Work task: Once you find a line containing the word "width" in the entries below, copy it.

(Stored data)
=== Section Start ===
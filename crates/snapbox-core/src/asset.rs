use crate::error::{Result, SnapBoxError};
use image::{DynamicImage, ImageFormat, ImageReader};
use std::io::Cursor;
use std::path::Path;
use tracing::debug;

#[cfg(feature = "parallel")]
use rayon::prelude::*;

const UNKNOWN_MIME: &str = "application/octet-stream";

/// A user-selected file: raw bytes plus the MIME type and display name it was selected with.
#[derive(Debug, Clone)]
pub struct ImageAsset {
    pub name: String,
    pub mime: String,
    pub bytes: Vec<u8>,
}

impl ImageAsset {
    pub fn new(name: impl Into<String>, mime: impl Into<String>, bytes: Vec<u8>) -> Self {
        Self {
            name: name.into(),
            mime: mime.into(),
            bytes,
        }
    }

    /// Reads `path`; the MIME type is derived from its extension.
    pub fn from_path(path: &Path) -> Result<Self> {
        let bytes = std::fs::read(path)?;
        let name = path
            .file_name()
            .map(|s| s.to_string_lossy().into_owned())
            .unwrap_or_else(|| path.to_string_lossy().into_owned());
        Ok(Self::new(name, mime_from_path(path), bytes))
    }

    /// True for any `image/*` MIME type.
    pub fn is_image(&self) -> bool {
        self.mime.starts_with("image/")
    }
}

/// MIME type for a file name by extension; unknown extensions map to `application/octet-stream`.
pub fn mime_from_path(path: &Path) -> String {
    ImageFormat::from_path(path)
        .map(|f| f.to_mime_type().to_string())
        .unwrap_or_else(|_| UNKNOWN_MIME.to_string())
}

/// Keeps only image assets, in order. Anything else is dropped without error.
pub fn filter_images(assets: Vec<ImageAsset>) -> Vec<ImageAsset> {
    assets
        .into_iter()
        .filter(|a| {
            let keep = a.is_image();
            if !keep {
                debug!(name = %a.name, mime = %a.mime, "not an image, skipped");
            }
            keep
        })
        .collect()
}

/// An asset together with its decoded pixels.
pub struct DecodedImage<'a> {
    pub asset: &'a ImageAsset,
    /// Container format detected from the bytes.
    pub format: Option<ImageFormat>,
    pub pixels: DynamicImage,
}

impl DecodedImage<'_> {
    pub fn name(&self) -> &str {
        &self.asset.name
    }
    pub fn dimensions(&self) -> (u32, u32) {
        (self.pixels.width(), self.pixels.height())
    }
}

/// Decodes one asset. The format is sniffed from the content, not trusted from the MIME type.
pub fn decode(asset: &ImageAsset) -> Result<DecodedImage<'_>> {
    let to_err = |source: image::ImageError| SnapBoxError::Decode {
        name: asset.name.clone(),
        source,
    };
    let reader = ImageReader::new(Cursor::new(asset.bytes.as_slice()))
        .with_guessed_format()
        .map_err(|e| to_err(image::ImageError::IoError(e)))?;
    let format = reader.format();
    let pixels = reader.decode().map_err(to_err)?;
    debug!(name = %asset.name, w = pixels.width(), h = pixels.height(), ?format, "decoded");
    Ok(DecodedImage {
        asset,
        format,
        pixels,
    })
}

/// Decodes every asset, returning results in input order. Any failure aborts the batch.
///
/// With the `parallel` feature and `parallel = true` the work is spread over the rayon pool;
/// results are still collected in input order.
pub fn decode_all(assets: &[ImageAsset], parallel: bool) -> Result<Vec<DecodedImage<'_>>> {
    #[cfg(feature = "parallel")]
    {
        if parallel {
            return assets.par_iter().map(decode).collect();
        }
    }
    #[cfg(not(feature = "parallel"))]
    let _ = parallel;

    assets.iter().map(decode).collect()
}
//! Tests for the store backends and the write-if-changed primitive.

use tempfile::TempDir;

use super::*;

#[test]
fn memory_store_starts_erased() {
    let store = MemoryStore::new(8);
    assert_eq!(store.capacity(), 8);
    assert!(store.as_bytes().iter().all(|&b| b == ERASED));
    assert_eq!(store.writes(), 0);
}

#[test]
fn write_if_changed_skips_equal_bytes() {
    let mut store = MemoryStore::new(4);
    assert!(write_if_changed(&mut store, 0, 0x41));
    assert!(!write_if_changed(&mut store, 0, 0x41));
    assert!(!write_if_changed(&mut store, 1, ERASED));
    assert_eq!(store.writes(), 1);
    assert_eq!(store.read(0), 0x41);
}

#[test]
fn out_of_range_access_is_harmless() {
    let mut store = MemoryStore::new(2);
    assert_eq!(store.read(10), ERASED);
    store.write(10, 0x00);
    assert_eq!(store.writes(), 0);
    assert_eq!(store.as_bytes(), &[ERASED, ERASED]);
}

#[test]
fn with_contents_pads_to_capacity() {
    let store = MemoryStore::with_contents(b"ab", 4);
    assert_eq!(store.as_bytes(), &[b'a', b'b', ERASED, ERASED]);
}

#[test]
fn mutable_reference_is_a_store() {
    let mut store = MemoryStore::new(3);
    {
        let mut borrowed = &mut store;
        assert!(write_if_changed(&mut borrowed, 2, 7));
    }
    assert_eq!(store.read(2), 7);
}

#[test]
fn file_store_creates_erased_image() {
    let dir = TempDir::new().expect("create tempdir");
    let path = dir.path().join("nested").join("alarms.eeprom");
    let store = FileStore::open(&path, 16).expect("open store");
    assert!(!store.is_dirty());
    let on_disk = std::fs::read(&path).expect("read image");
    assert_eq!(on_disk, vec![ERASED; 16]);
}

#[test]
fn file_store_persists_on_flush() {
    let dir = TempDir::new().expect("create tempdir");
    let path = dir.path().join("alarms.eeprom");

    let mut store = FileStore::open(&path, 8).expect("open store");
    assert!(write_if_changed(&mut store, 3, 0x2A));
    assert!(store.is_dirty());
    store.flush().expect("flush");
    assert!(!store.is_dirty());
    assert_eq!(store.writes(), 1);

    let reopened = FileStore::open(&path, 8).expect("reopen store");
    assert_eq!(reopened.read(3), 0x2A);
    assert_eq!(reopened.read(2), ERASED);
}

#[test]
fn file_store_resizes_mismatched_image() {
    let dir = TempDir::new().expect("create tempdir");
    let path = dir.path().join("alarms.eeprom");
    std::fs::write(&path, [1u8, 2, 3]).expect("seed image");

    let store = FileStore::open(&path, 5).expect("open store");
    assert_eq!(store.capacity(), 5);
    assert_eq!(store.read(2), 3);
    assert_eq!(store.read(4), ERASED);
    assert_eq!(std::fs::read(&path).expect("read image").len(), 5);
}
//! Error types for alarm table mutations.

use crate::codec::CodecError;

/// Why an alarm table operation was refused.
#[derive(Debug, Clone, PartialEq, Eq, thiserror::Error)]
pub enum ManagerError {
    /// Adding the pattern would overflow the reserved region.
    #[error("adding alarm needs {required} bytes but only {max_length} are reserved")]
    CapacityExceeded { required: usize, max_length: usize },

    /// The exact pattern is already stored.
    #[error("alarm already present: {0}")]
    DuplicateEntry(String),

    /// The pattern is empty or contains a reserved framing byte.
    #[error("invalid alarm pattern: {0:?}")]
    InvalidPattern(String),

    /// No stored alarm equals the pattern.
    #[error("alarm not found: {0}")]
    NotFound(String),

    /// The table holds no alarms.
    #[error("alarm table is empty")]
    Empty,

    /// The store cannot hold the requested region.
    #[error("Config error: {0}")]
    Config(String),

    /// Loading or saving the persisted table failed.
    #[error(transparent)]
    Codec(#[from] CodecError),
}

/// Result alias for manager operations.
pub type Result<T> = std::result::Result<T, ManagerError>;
=== Section End ===
Task output:
        (self.pixels.width(), self.pixels.height())
    debug!(name = %asset.name, w = pixels.width(), h = pixels.height(), ?format, "decoded");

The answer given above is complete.